Only a limited set of markets produced projects pairing headline capacity with credible power sourcing, closed financing, or a named anchor of demand.
These few, spread across North America, Europe, APAC, Latin America, and the Middle East and Africa, formed a map of power-credible corridors where energy availability and policy coordination outweigh every other variable.
The month’s strongest signal was where meaningful activity concentrated. Many regions announced impressive megawatt figures, but only a minority demonstrated credible interconnection readiness or verified power procurement.
Markets advanced by pairing large sites with renewable power, securing utility or behind-the-meter energy, and closing long-term financing against contracted demand, turning announced ambition into executable capacity.
The message was clear: capital is abundant, land is abundant, announcements are abundant, but energized megawatts are scarce, and that scarcity now defines competitive hierarchy.
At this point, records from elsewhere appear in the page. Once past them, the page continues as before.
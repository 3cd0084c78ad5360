//! Vertical stack layout strategy
//!
//! Stacks cells top to bottom, one per row. Unlike the grid this strategy
//! honors gap sizes exactly (each gap becomes a spacer of the requested
//! height) and keeps placement hints as the horizontal alignment of the slot.

use crate::layout::{
    Border, Cell, GapFidelity, LayoutKind, LayoutStrategy, Panel, PanelRef, PlacementHint,
};
use crate::widget::Widget;
use panelkit_core::types::EdgeInsets;

/// Vertical stack layout strategy
#[derive(Debug)]
pub struct VerticalStackStrategy {
    panel: PanelRef,
}

impl VerticalStackStrategy {
    /// Stack with no spacing between slots and 10px padding
    pub fn new() -> Self {
        Self::with_spacing(0)
    }

    /// Stack with fixed spacing between consecutive slots
    pub fn with_spacing(spacing: u32) -> Self {
        Self::with_border(spacing, Border::Padding(EdgeInsets::all(10)))
    }

    pub fn with_border(spacing: u32, border: Border) -> Self {
        let panel = Panel::new(LayoutKind::VerticalStack { spacing }, border);
        tracing::debug!(target: "panelkit::layout", spacing, "stack layout created");
        Self {
            panel: PanelRef::new(panel),
        }
    }

    /// Total height taken by spacers
    pub fn spacer_height(&self) -> u32 {
        self.panel
            .read()
            .slots()
            .iter()
            .map(|slot| match slot.cell() {
                Cell::Spacer(height) => *height,
                _ => 0,
            })
            .sum()
    }
}

impl Default for VerticalStackStrategy {
    fn default() -> Self {
        Self::new()
    }
}

impl LayoutStrategy for VerticalStackStrategy {
    fn add(&mut self, widget: Widget) {
        tracing::debug!(target: "panelkit::layout", id = widget.id().0, "stack add");
        self.panel.write().push(Cell::Widget(widget), None);
    }

    fn add_with_hint(&mut self, widget: Widget, hint: PlacementHint) {
        tracing::debug!(target: "panelkit::layout", id = widget.id().0, ?hint, "stack add");
        self.panel.write().push(Cell::Widget(widget), Some(hint));
    }

    /// Inserts a spacer of exactly `size` pixels
    fn add_gap(&mut self, size: u32) {
        tracing::debug!(target: "panelkit::layout", size, "stack gap");
        self.panel.write().push(Cell::Spacer(size), None);
    }

    fn add_separator(&mut self) {
        tracing::debug!(target: "panelkit::layout", "stack separator");
        self.panel.write().push(Cell::Separator, None);
    }

    fn get_panel(&self) -> PanelRef {
        self.panel.clone()
    }

    fn gap_fidelity(&self) -> GapFidelity {
        GapFidelity::Exact
    }
}
//! Assembles a plugin sidebar: a title, an info block, a search field, a clear
//! button and a stats grid, then mounts it into a stand-in host container.
//!
//! Run with `RUST_LOG=panelkit::layout=debug` to watch the layout calls.

use panelkit::prelude::*;
use std::sync::atomic::{AtomicUsize, Ordering};
use std::sync::Arc;

#[derive(Default)]
struct HostSidebar {
    panels: Vec<PanelRef>,
}

impl MountPoint for HostSidebar {
    fn mount(&mut self, panel: PanelRef) {
        tracing::info!(slots = panel.read().len(), "panel mounted");
        self.panels.push(panel);
    }
}

fn stats_grid(config: &PanelConfig) -> GridLayoutStrategy {
    let mut grid = GridLayoutStrategy::from_config(config, 0);
    for (name, value) in [("Kills", "0"), ("Deaths", "0"), ("Loot", "0 gp")] {
        grid.add(label().text(name).small().color(Color::LIGHT_GRAY).finalize());
        grid.add_gap(5);
        grid.add(label().text(value).align(Alignment::Trailing).finalize());
    }
    grid
}

fn main() -> anyhow::Result<()> {
    let config = PanelConfig::default();
    panelkit::init_with_config(&config)?;

    let clears = Arc::new(AtomicUsize::new(0));
    let mut layout = VerticalStackStrategy::with_spacing(4);

    layout.add_with_hint(
        label().text("Session Tracker").bold().color(Color::BRAND_ORANGE).finalize(),
        PlacementHint::Align(Alignment::Center),
    );
    layout.add_gap(8);
    layout.add(
        WidgetBuilder::rich_text_with_config(&config)
            .text("Tracks kills and loot for the current session.")
            .finalize(),
    );
    layout.add(text_field().placeholder("Filter items").columns(16).finalize());
    layout.add_separator();

    layout.add(panel().background(Color::DARKER_GRAY).size(200, 4).finalize());

    let counter = Arc::clone(&clears);
    layout.add_with_hint(
        button()
            .text("Clear")
            .size(200, 30)
            .on_click(move || {
                counter.fetch_add(1, Ordering::SeqCst);
            })
            .finalize(),
        PlacementHint::Fill,
    );

    let mut host = HostSidebar::default();
    host.mount(layout.build());
    host.mount(stats_grid(&config).build());

    let sidebar = host.panels[0].read();
    if let Some(clear) = sidebar.find_by_text("Clear") {
        clear.activate();
    }
    for widget in sidebar.widgets() {
        let font = widget.resolved_font(&config.typography);
        println!("{:<10} {:<48} {}px", widget.kind().as_str(), widget.text(), font.size);
    }
    println!(
        "stats grid: {} rows x {} columns, clear pressed {} time(s)",
        host.panels[1].read().effective_rows(),
        host.panels[1].read().effective_columns(),
        clears.load(Ordering::SeqCst)
    );

    Ok(())
}
//! Common value types used throughout PanelKit

use serde::{Deserialize, Serialize};

/// RGBA color representation
#[derive(Debug, Clone, Copy, PartialEq, Serialize, Deserialize)]
pub struct Color {
    pub r: f32,
    pub g: f32,
    pub b: f32,
    pub a: f32,
}

impl Color {
    pub const WHITE: Color = Color::rgb(1.0, 1.0, 1.0);
    pub const BLACK: Color = Color::rgb(0.0, 0.0, 0.0);
    pub const TRANSPARENT: Color = Color::rgba(0.0, 0.0, 0.0, 0.0);

    // Sidebar palette
    pub const DARKER_GRAY: Color = Color::rgb(0.117647, 0.117647, 0.117647);
    pub const DARK_GRAY: Color = Color::rgb(0.156863, 0.156863, 0.156863);
    pub const MEDIUM_GRAY: Color = Color::rgb(0.301961, 0.301961, 0.301961);
    pub const LIGHT_GRAY: Color = Color::rgb(0.647059, 0.647059, 0.647059);
    pub const BRAND_ORANGE: Color = Color::rgb(0.862745, 0.541176, 0.0);
    pub const PROGRESS_COMPLETE_GREEN: Color = Color::rgb(0.215686, 0.941176, 0.27451);
    pub const PROGRESS_ERROR_RED: Color = Color::rgb(0.901961, 0.117647, 0.117647);

    /// Create a new color from RGB values (0.0 - 1.0)
    pub const fn rgb(r: f32, g: f32, b: f32) -> Self {
        Self { r, g, b, a: 1.0 }
    }

    /// Create a new color from RGBA values (0.0 - 1.0)
    pub const fn rgba(r: f32, g: f32, b: f32, a: f32) -> Self {
        Self { r, g, b, a }
    }

    /// Create an opaque color from 8-bit channels
    pub fn from_rgb8(r: u8, g: u8, b: u8) -> Self {
        Self::rgb(r as f32 / 255.0, g as f32 / 255.0, b as f32 / 255.0)
    }

    /// Create a color from hex string (#RRGGBB or #RRGGBBAA)
    pub fn from_hex(hex: &str) -> Result<Self, &'static str> {
        let hex = hex.trim_start_matches('#');
        let channel = |range: std::ops::Range<usize>| {
            hex.get(range)
                .and_then(|s| u8::from_str_radix(s, 16).ok())
                .ok_or("Invalid hex color")
        };

        match hex.len() {
            6 => Ok(Self::from_rgb8(channel(0..2)?, channel(2..4)?, channel(4..6)?)),
            8 => {
                let base = Self::from_rgb8(channel(0..2)?, channel(2..4)?, channel(4..6)?);
                Ok(base.with_alpha(channel(6..8)? as f32 / 255.0))
            }
            _ => Err("Invalid hex color length"),
        }
    }

    /// Convert to hex string
    pub fn to_hex(&self) -> String {
        let byte = |v: f32| (v.clamp(0.0, 1.0) * 255.0).round() as u8;
        if self.a < 1.0 {
            format!(
                "#{:02X}{:02X}{:02X}{:02X}",
                byte(self.r),
                byte(self.g),
                byte(self.b),
                byte(self.a)
            )
        } else {
            format!("#{:02X}{:02X}{:02X}", byte(self.r), byte(self.g), byte(self.b))
        }
    }

    /// Set alpha channel
    pub fn with_alpha(&self, alpha: f32) -> Self {
        Self {
            a: alpha.clamp(0.0, 1.0),
            ..*self
        }
    }
}

impl Default for Color {
    fn default() -> Self {
        Self::WHITE
    }
}

/// 2D size in pixels
#[derive(Debug, Clone, Copy, PartialEq, Eq, Hash, Default, Serialize, Deserialize)]
pub struct Size {
    pub width: u32,
    pub height: u32,
}

impl Size {
    /// Create a new size
    pub const fn new(width: u32, height: u32) -> Self {
        Self { width, height }
    }

    /// Zero size
    pub const fn zero() -> Self {
        Self::new(0, 0)
    }

    /// Check if the size is empty (zero area)
    pub fn is_empty(&self) -> bool {
        self.width == 0 || self.height == 0
    }
}

/// Edge insets for padding and borders
#[derive(Debug, Clone, Copy, PartialEq, Eq, Default, Serialize, Deserialize)]
pub struct EdgeInsets {
    pub top: u32,
    pub right: u32,
    pub bottom: u32,
    pub left: u32,
}

impl EdgeInsets {
    /// Same inset on every side
    pub const fn all(value: u32) -> Self {
        Self {
            top: value,
            right: value,
            bottom: value,
            left: value,
        }
    }

    /// Vertical insets for top/bottom, horizontal for left/right
    pub const fn symmetric(vertical: u32, horizontal: u32) -> Self {
        Self {
            top: vertical,
            right: horizontal,
            bottom: vertical,
            left: horizontal,
        }
    }

    pub fn horizontal(&self) -> u32 {
        self.left + self.right
    }

    pub fn vertical(&self) -> u32 {
        self.top + self.bottom
    }
}

/// Horizontal alignment of a widget's content or of a slot in a stack
#[derive(Debug, Clone, Copy, PartialEq, Eq, Hash, Default, Serialize, Deserialize)]
pub enum Alignment {
    #[default]
    Leading,
    Center,
    Trailing,
}
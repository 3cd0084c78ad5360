//! PanelKit Widgets - fluent widget builders and layout strategies
//!
//! Builders accumulate a [`WidgetSpec`] and finalize it into a [`Widget`].
//! Widgets are then handed to a [`LayoutStrategy`], which assembles them into
//! a shared [`Panel`] ready to be mounted into the host UI.

pub mod builder;
pub mod grid;
pub mod layout;
pub mod spec;
pub mod stack;
pub mod widget;

pub mod prelude;

pub use builder::{button, label, panel, rich_text, text_field, WidgetBuilder};
pub use grid::{GridLayoutBuilder, GridLayoutStrategy};
pub use layout::{
    Border, Cell, GapFidelity, LayoutKind, LayoutStrategy, MountPoint, Panel, PanelRef,
    PlacementHint, Slot,
};
pub use spec::{
    Action, ButtonKind, KindSpec, LabelKind, PanelKind, RichTextKind, TextFieldKind, WidgetKind,
    WidgetKindTag, WidgetSpec,
};
pub use stack::VerticalStackStrategy;
pub use widget::{Widget, WidgetId};

/// Initialize the widgets module
pub fn init() -> panelkit_core::Result<()> {
    tracing::info!(target: "panelkit::widgets", "PanelKit Widgets initialized");
    Ok(())
}

#[cfg(test)]
mod tests {
    use super::*;

    #[test]
    fn test_widget_creation() {
        let widget = label().text("Test").finalize();
        assert_eq!(widget.text(), "Test");
        assert_eq!(widget.kind(), WidgetKindTag::Label);
    }
}
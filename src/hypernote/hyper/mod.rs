//! # Hyper Commands
//!
//! A hyper command creates a fully attributed note from a single line:
//!
//! ```text
//! @new-Title || Content || ##tag c:blue f:Inter is:pin
//! ```
//!
//! ## Parsing Pipeline
//!
//! 1. **Prefix**: `@new-` (any case) is stripped. Anything else is not a hyper command.
//! 2. **Title split**: the first `||` separates title from body, unless the text is a
//!    nested command (`@new-@pai-...`) or URL-like (`@new-https://...`). Those are
//!    never split, so a `||` or `://` inside them can't produce a bogus title.
//! 3. **Attributes**: see [`attributes`]. Flags may appear anywhere in the body, in
//!    any order.
//! 4. **Cleanup**: leftover `||` separators at the edges and empty `|| ||` segments
//!    are removed, whitespace is collapsed.
//! 5. **Nested command**: see [`nested`]. The cleaned body stays the note content
//!    either way.
//!
//! ## Examples
//!
//! | Input | Title | Content |
//! |-------|-------|---------|
//! | `@new-Meeting \|\| Discussion notes` | `Meeting` | `Discussion notes` |
//! | `@new-Just some text` | `Untitled Note` | `Just some text` |
//! | `@new-https://a.io/x \|\| y` | `Untitled Note` | `https://a.io/x \|\| y` |

pub mod attributes;
pub mod nested;

use once_cell::sync::Lazy;
use regex::Regex;

use crate::model::{NoteDraft, DEFAULT_TITLE};

pub use attributes::{extract_attributes, Attributes};
pub use nested::{detect_nested_command, starts_with_nested_keyword};

/// The command prefix, matched case-insensitively.
pub const HYPER_PREFIX: &str = "@new-";

const DELIMITER: &str = "||";

static DELIMITER_RUN_RE: Lazy<Regex> = Lazy::new(|| Regex::new(r"\|\|(?:\s*\|\|)+").unwrap());
static HORIZONTAL_SPACE_RE: Lazy<Regex> = Lazy::new(|| Regex::new(r"[^\S\r\n]+").unwrap());

pub fn is_hyper_command(input: &str) -> bool {
    strip_prefix_ignore_case(input.trim_start(), HYPER_PREFIX).is_some()
}

/// Parses a hyper command into a draft, titling untitled notes "Untitled Note".
pub fn parse_hyper_command(input: &str) -> Option<NoteDraft> {
    parse_hyper_command_with_title(input, DEFAULT_TITLE)
}

/// Like [`parse_hyper_command`] with a custom fallback title.
pub fn parse_hyper_command_with_title(input: &str, default_title: &str) -> Option<NoteDraft> {
    let rest = strip_prefix_ignore_case(input.trim_start(), HYPER_PREFIX)?;

    let (title, body) = split_title(rest);
    let (body, attrs) = extract_attributes(body);
    let content = clean_body(&body);

    let mut draft = NoteDraft::new(title.unwrap_or(default_title), content);
    attrs.apply_to(&mut draft);
    draft.nested_command = detect_nested_command(&draft.content);

    tracing::debug!(
        title = %draft.title,
        tags = draft.tags.len(),
        nested = ?draft.nested_command.as_ref().map(|c| c.kind),
        "hyper command parsed"
    );
    Some(draft)
}

/// Splits on the first `||` into `(title, body)`. Returns no title when the text
/// is a nested command, looks like a URL, has no delimiter, or the title part is
/// blank.
pub fn split_title(text: &str) -> (Option<&str>, &str) {
    if starts_with_nested_keyword(text) || is_url_like(text) {
        return (None, text);
    }
    match text.split_once(DELIMITER) {
        Some((title, body)) => {
            let title = title.trim();
            ((!title.is_empty()).then_some(title), body)
        }
        None => (None, text),
    }
}

pub fn is_url_like(text: &str) -> bool {
    let text = text.trim_start();
    strip_prefix_ignore_case(text, "http://").is_some()
        || strip_prefix_ignore_case(text, "https://").is_some()
        || strip_prefix_ignore_case(text, "www.").is_some()
        || text.contains("://")
}

/// Removes separator debris left behind by attribute extraction and collapses
/// whitespace. Line breaks are kept.
pub fn clean_body(body: &str) -> String {
    let collapsed = DELIMITER_RUN_RE.replace_all(body, DELIMITER);

    let mut text = collapsed.trim();
    loop {
        if let Some(rest) = text.strip_suffix(DELIMITER) {
            text = rest.trim();
        } else if let Some(rest) = text.strip_prefix(DELIMITER) {
            text = rest.trim();
        } else {
            break;
        }
    }

    text.lines()
        .map(|line| HORIZONTAL_SPACE_RE.replace_all(line.trim(), " "))
        .collect::<Vec<_>>()
        .join("\n")
        .trim()
        .to_string()
}

/// ASCII case-insensitive `strip_prefix`.
pub(crate) fn strip_prefix_ignore_case<'a>(text: &'a str, prefix: &str) -> Option<&'a str> {
    let head = text.get(..prefix.len())?;
    if head.eq_ignore_ascii_case(prefix) {
        Some(&text[prefix.len()..])
    } else {
        None
    }
}
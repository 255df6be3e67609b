use clap::{Parser, Subcommand, ValueEnum};
use std::path::PathBuf;

#[derive(Copy, Clone, Debug, Default, PartialEq, Eq, ValueEnum)]
pub enum OutputFormat {
    #[default]
    Text,
    Json,
}

#[derive(Parser, Debug)]
#[command(name = "hypernote", bin_name = "hypernote", version)]
#[command(about = "Note command interpreter and positional list retrieval", long_about = None)]
pub struct Cli {
    #[command(subcommand)]
    pub command: Commands,

    /// Output format
    #[arg(
        short,
        long,
        global = true,
        value_enum,
        default_value_t = OutputFormat::Text,
        help_heading = "Options"
    )]
    pub output: OutputFormat,

    /// Config file [default: <config dir>/hypernote/hypernote.toml]
    #[arg(short, long, global = true, help_heading = "Options")]
    pub config: Option<PathBuf>,

    /// Verbose output
    #[arg(short, long, global = true, help_heading = "Options")]
    pub verbose: bool,
}

#[derive(Subcommand, Debug)]
pub enum Commands {
    /// Interpret a raw input line (hyper command, tag command or plain text)
    #[command(alias = "p")]
    Parse {
        #[arg(allow_hyphen_values = true)]
        input: String,
    },

    /// Extract lists from a note body (file or stdin)
    #[command(alias = "l")]
    Lists { file: Option<PathBuf> },

    /// Answer a positional question from a JSON notes file
    #[command(alias = "a")]
    Ask {
        question: String,

        /// JSON array of {"title", "content"} objects
        #[arg(short, long)]
        notes: PathBuf,
    },

    /// Print the effective configuration
    Config,
}
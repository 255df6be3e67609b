#![allow(deprecated)]

use assert_cmd::Command;
use predicates::prelude::*;
use std::path::Path;
use tempfile::TempDir;

/// A `hypernote` command isolated from the user's config dir and environment.
fn hypernote(home: &Path) -> Command {
    let mut cmd = Command::cargo_bin("hypernote").unwrap();
    cmd.env("HOME", home)
        .env("XDG_CONFIG_HOME", home.join(".config"))
        .env("NO_COLOR", "1")
        .env_remove("RUST_LOG")
        .env_remove("HYPERNOTE_DEFAULT_TITLE")
        .env_remove("HYPERNOTE_BASE_SCORE")
        .env_remove("HYPERNOTE_TOPIC_WORD_WEIGHT")
        .env_remove("HYPERNOTE_ITEM_COUNT_WEIGHT")
        .env_remove("HYPERNOTE_MIN_TOPIC_WORD_LEN");
    cmd
}

fn write_notes(dir: &Path) -> std::path::PathBuf {
    let path = dir.join("notes.json");
    let notes = serde_json::json!([
        {
            "title": "Sourdough bread",
            "content": "1. Feed the starter\n2. Mix flour and water\n3. Stretch and fold\n4. Bake"
        },
        {
            "title": "AI lecture",
            "content": "Knowledge Representation methods:\n1. Semantic networks\n2. Frames\n3. Production rules"
        }
    ]);
    std::fs::write(&path, notes.to_string()).unwrap();
    path
}

#[test]
fn test_parse_hyper_command() {
    let home = TempDir::new().unwrap();
    hypernote(home.path())
        .args(["parse", "@new-Meeting || Discussion notes ##work is:pin"])
        .assert()
        .success()
        .stdout(predicate::str::contains("New note"))
        .stdout(predicate::str::contains("Meeting"))
        .stdout(predicate::str::contains("Discussion notes"))
        .stdout(predicate::str::contains("work"))
        .stdout(predicate::str::contains("pinned"));
}

#[test]
fn test_parse_json_output() {
    let home = TempDir::new().unwrap();
    let output = hypernote(home.path())
        .args(["parse", "@new-@pai-Explain monads||is:fav", "--output", "json"])
        .output()
        .unwrap();
    assert!(output.status.success());

    let json: serde_json::Value = serde_json::from_slice(&output.stdout).unwrap();
    assert_eq!(json["intent"], "hyper");
    assert_eq!(json["value"]["title"], "Untitled Note");
    assert_eq!(json["value"]["is_favorite"], true);
    assert_eq!(json["value"]["nested_command"]["kind"], "ai-query");
    assert_eq!(json["value"]["nested_command"]["query"], "Explain monads");
}

#[test]
fn test_parse_tag_command() {
    let home = TempDir::new().unwrap();
    hypernote(home.path())
        .args(["parse", "@grey-urgent/delete"])
        .assert()
        .success()
        .stdout(predicate::str::contains("Tag command"))
        .stdout(predicate::str::contains("delete grey 'urgent'"));
}

#[test]
fn test_parse_group_action() {
    let home = TempDir::new().unwrap();
    hypernote(home.path())
        .args(["parse", "/drop"])
        .assert()
        .success()
        .stdout(predicate::str::contains("Group command"))
        .stdout(predicate::str::contains("/drop"));
}

#[test]
fn test_parse_invalid_rename() {
    let home = TempDir::new().unwrap();
    hypernote(home.path())
        .args(["parse", "@blue-work/edit-work!"])
        .assert()
        .success()
        .stdout(predicate::str::contains("Invalid rename"))
        .stdout(predicate::str::contains("invalid character '!'"));
}

#[test]
fn test_parse_plain_text() {
    let home = TempDir::new().unwrap();
    hypernote(home.path())
        .args(["parse", "what's for dinner"])
        .assert()
        .success()
        .stdout(predicate::str::contains("Plain text"));
}

#[test]
fn test_lists_from_file() {
    let home = TempDir::new().unwrap();
    let file = home.path().join("recipe.txt");
    std::fs::write(&file, "Recipe\n1. Preheat the oven\n2. Mix the dough\n3. Bake").unwrap();

    hypernote(home.path())
        .arg("lists")
        .arg(&file)
        .assert()
        .success()
        .stdout(predicate::str::contains("Numbered list"))
        .stdout(predicate::str::contains("1. Preheat the oven"))
        .stdout(predicate::str::contains("3. Bake"));
}

#[test]
fn test_lists_from_stdin() {
    let home = TempDir::new().unwrap();
    hypernote(home.path())
        .arg("lists")
        .write_stdin("Packing:\n- tent\n- stove\n")
        .assert()
        .success()
        .stdout(predicate::str::contains("Bullet list"))
        .stdout(predicate::str::contains("2. stove"));
}

#[test]
fn test_lists_none_found() {
    let home = TempDir::new().unwrap();
    hypernote(home.path())
        .arg("lists")
        .write_stdin("just a sentence\n")
        .assert()
        .success()
        .stdout(predicate::str::contains("No lists found."));
}

#[test]
fn test_ask_prints_grounding() {
    let home = TempDir::new().unwrap();
    let notes = write_notes(home.path());

    hypernote(home.path())
        .args(["ask", "3rd method of Knowledge Representation", "--notes"])
        .arg(&notes)
        .assert()
        .success()
        .stdout(predicate::str::contains("Source note: \"AI lecture\""))
        .stdout(predicate::str::contains(
            "Requested item: #3 (topic: Knowledge Representation)",
        ))
        .stdout(predicate::str::contains("Answer: Production rules"))
        .stdout(predicate::str::contains("Full list context:"));
}

#[test]
fn test_ask_json_output() {
    let home = TempDir::new().unwrap();
    let notes = write_notes(home.path());

    let output = hypernote(home.path())
        .args(["ask", "what is the 4th step of baking bread", "-o", "json", "-n"])
        .arg(&notes)
        .output()
        .unwrap();
    assert!(output.status.success());

    let json: serde_json::Value = serde_json::from_slice(&output.stdout).unwrap();
    assert_eq!(json["is_positional"], true);
    assert_eq!(json["position"], 4);
    assert_eq!(json["extracted_item"], "Bake");
    assert_eq!(json["source_note"], "Sourdough bread");
    assert!(json["grounding"].as_str().unwrap().contains("Answer: Bake"));
}

#[test]
fn test_ask_not_positional() {
    let home = TempDir::new().unwrap();
    let notes = write_notes(home.path());

    hypernote(home.path())
        .args(["ask", "how do I bake bread?", "--notes"])
        .arg(&notes)
        .assert()
        .success()
        .stdout(predicate::str::contains("Not a positional question."));
}

#[test]
fn test_ask_unresolved() {
    let home = TempDir::new().unwrap();
    let notes = write_notes(home.path());

    hypernote(home.path())
        .args(["ask", "9th step of bread", "--notes"])
        .arg(&notes)
        .assert()
        .success()
        .stdout(predicate::str::contains("No note has an item #9."));
}

#[test]
fn test_ask_missing_notes_file() {
    let home = TempDir::new().unwrap();
    hypernote(home.path())
        .args(["ask", "2nd step", "--notes"])
        .arg(home.path().join("missing.json"))
        .assert()
        .failure()
        .code(1)
        .stderr(predicate::str::starts_with("Error:"));
}

#[test]
fn test_ask_notes_not_an_array() {
    let home = TempDir::new().unwrap();
    let notes = home.path().join("notes.json");
    std::fs::write(&notes, r#"{"title": "A", "content": "1. a\n2. b"}"#).unwrap();

    hypernote(home.path())
        .args(["ask", "2nd step", "--notes"])
        .arg(&notes)
        .assert()
        .failure()
        .stderr(predicate::str::contains("expected a JSON array"));
}

#[test]
fn test_config_defaults() {
    let home = TempDir::new().unwrap();
    hypernote(home.path())
        .arg("config")
        .assert()
        .success()
        .stdout(predicate::str::contains("default_title = \"Untitled Note\""))
        .stdout(predicate::str::contains("min_topic_word_len = 3"));
}

#[test]
fn test_config_file_and_env_layering() {
    let home = TempDir::new().unwrap();
    let config = home.path().join("hypernote.toml");
    std::fs::write(
        &config,
        "default_title = \"Inbox\"\n\n[scoring]\ntopic_word_weight = 5.0\n",
    )
    .unwrap();

    hypernote(home.path())
        .arg("--config")
        .arg(&config)
        .args(["parse", "@new-no title"])
        .assert()
        .success()
        .stdout(predicate::str::contains("Inbox"));

    hypernote(home.path())
        .env("HYPERNOTE_DEFAULT_TITLE", "From env")
        .arg("--config")
        .arg(&config)
        .arg("config")
        .assert()
        .success()
        .stdout(predicate::str::contains("default_title = \"From env\""))
        .stdout(predicate::str::contains("topic_word_weight = 5.0"));
}

#[test]
fn test_config_missing_explicit_file() {
    let home = TempDir::new().unwrap();
    hypernote(home.path())
        .arg("--config")
        .arg(home.path().join("nope.toml"))
        .arg("config")
        .assert()
        .failure()
        .stderr(predicate::str::contains("config file not found"));
}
North America led with 61 transactions, driven by closed financings and power-paired campuses rather than speculative projects.
Europe produced 49 but split sharply between a handful of power-ready projects and a long tail stalled behind interconnection and permitting constraints.
APAC’s 26 concentrated around India’s gigawatt-scale hyperscaler anchor and a base of financed Southeast Asian campuses.
Sovereign and quasi-sovereign actors shifted into a decisive role.
The Middle East and Africa recorded seven transactions, driven by sovereign ambition, though its largest project remained a proposal rather than committed capacity.
Latin America recorded just two scorable transactions, with Brazil’s nationwide platform acquisition accounting for most of the region’s strategic activity.
A final structural signal was the pairing of capacity with dedicated power. The highest-scoring projects linked gigawatt-scale ambitions to renewable corridors, behind-the-meter generation, or national AI strategies.
May made it clear that the next era of infrastructure belongs to regions capable of synchronizing power, policy, and platform capital into coherent gigawatt-class systems.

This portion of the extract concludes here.